>>>

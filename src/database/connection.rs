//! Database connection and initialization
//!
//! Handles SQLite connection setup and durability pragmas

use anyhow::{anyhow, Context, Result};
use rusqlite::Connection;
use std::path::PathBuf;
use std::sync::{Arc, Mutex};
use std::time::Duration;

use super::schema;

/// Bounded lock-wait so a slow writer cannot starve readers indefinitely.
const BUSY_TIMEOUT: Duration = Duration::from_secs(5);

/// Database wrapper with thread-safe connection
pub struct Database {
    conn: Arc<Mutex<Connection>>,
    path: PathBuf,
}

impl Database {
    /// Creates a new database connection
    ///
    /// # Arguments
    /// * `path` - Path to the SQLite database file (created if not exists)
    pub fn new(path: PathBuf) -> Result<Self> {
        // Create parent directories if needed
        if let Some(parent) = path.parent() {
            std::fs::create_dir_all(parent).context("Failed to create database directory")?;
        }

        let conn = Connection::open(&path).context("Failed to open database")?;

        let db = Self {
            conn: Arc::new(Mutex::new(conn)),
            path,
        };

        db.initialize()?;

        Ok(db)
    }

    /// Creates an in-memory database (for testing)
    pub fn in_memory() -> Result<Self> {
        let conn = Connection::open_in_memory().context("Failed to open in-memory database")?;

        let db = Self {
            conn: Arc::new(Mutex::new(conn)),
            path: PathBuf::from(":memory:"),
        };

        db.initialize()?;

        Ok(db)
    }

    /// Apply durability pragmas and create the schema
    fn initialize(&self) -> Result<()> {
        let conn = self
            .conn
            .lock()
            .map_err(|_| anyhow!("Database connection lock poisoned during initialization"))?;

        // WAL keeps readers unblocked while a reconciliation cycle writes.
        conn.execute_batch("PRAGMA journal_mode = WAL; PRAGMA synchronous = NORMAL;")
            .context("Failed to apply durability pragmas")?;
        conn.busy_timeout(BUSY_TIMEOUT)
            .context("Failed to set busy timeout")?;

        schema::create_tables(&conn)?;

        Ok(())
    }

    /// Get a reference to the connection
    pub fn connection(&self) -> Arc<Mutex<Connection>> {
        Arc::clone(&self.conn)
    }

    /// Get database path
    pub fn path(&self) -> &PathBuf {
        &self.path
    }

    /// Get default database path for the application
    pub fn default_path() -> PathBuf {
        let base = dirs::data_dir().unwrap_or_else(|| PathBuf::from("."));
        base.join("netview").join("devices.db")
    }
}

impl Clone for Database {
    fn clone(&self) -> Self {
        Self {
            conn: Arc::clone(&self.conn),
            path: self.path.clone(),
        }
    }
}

<<<

• [EXERCISE DETAILS]
Each record above is to be restated word for word.

• [ANSWER]
filename src/database/connection.rs
//! Database connection and initialization
//!
//! Handles SQLite connection setup and durability pragmas

use anyhow::{anyhow, Context, Result};
use rusqlite::Connection;
use std::path::PathBuf;
use std::sync::{Arc, Mutex};
use std::time::Duration;

use super::schema;

/// Bounded lock-wait so a slow writer cannot starve readers indefinitely.
const BUSY_TIMEOUT: Duration = Duration::from_secs(5);

/// Database wrapper with thread-safe connection
pub struct Database {
    conn: Arc<Mutex<Connection>>,
    path: PathBuf,
}

impl Database {
    /// Creates a new database connection
    ///
    /// # Arguments
    /// * `path` - Path to the SQLite database file (created if not exists)
    pub fn new(path: PathBuf) -> Result<Self> {
        // Create parent directories if needed
        if let Some(parent) = path.parent() {
            std::fs::create_dir_all(parent).context("Failed to create database directory")?;
        }

        let conn = Connection::open(&path).context("Failed to open database")?;

        let db = Self {
            conn: Arc::new(Mutex::new(conn)),
            path,
        };

        db.initialize()?;

        Ok(db)
    }

    /// Creates an in-memory database (for testing)
    pub fn in_memory() -> Result<Self> {
        let conn = Connection::open_in_memory().context("Failed to open in-memory database")?;

        let db = Self {
            conn: Arc::new(Mutex::new(conn)),
            path: PathBuf::from(":memory:"),
        };

        db.initialize()?;

        Ok(db)
    }

    /// Apply durability pragmas and create the schema
    fn initialize(&self) -> Result<()> {
        let conn = self
            .conn
            .lock()
            .map_err(|_| anyhow!("Database connection lock poisoned during initialization"))?;

        // WAL keeps readers unblocked while a reconciliation cycle writes.
        conn.execute_batch("PRAGMA journal_mode = WAL; PRAGMA synchronous = NORMAL;")
            .context("Failed to apply durability pragmas")?;
        conn.busy_timeout(BUSY_TIMEOUT)
            .context("Failed to set busy timeout")?;

        schema::create_tables(&conn)?;

        Ok(())
    }

    /// Get a reference to the connection
    pub fn connection(&self) -> Arc<Mutex<Connection>> {
        Arc::clone(&self.conn)
    }

    /// Get database path
    pub fn path(&self) -> &PathBuf {
        &self.path
    }

    /// Get default database path for the application
    pub fn default_path() -> PathBuf {
        let base = dirs::data_dir().unwrap_or_else(|| PathBuf::from("."));
        base.join("netview").join("devices.db")
    }
}

impl Clone for Database {
    fn clone(&self) -> Self {
        Self {
            conn: Arc::clone(&self.conn),
            path: self.path.clone(),
        }
    }
}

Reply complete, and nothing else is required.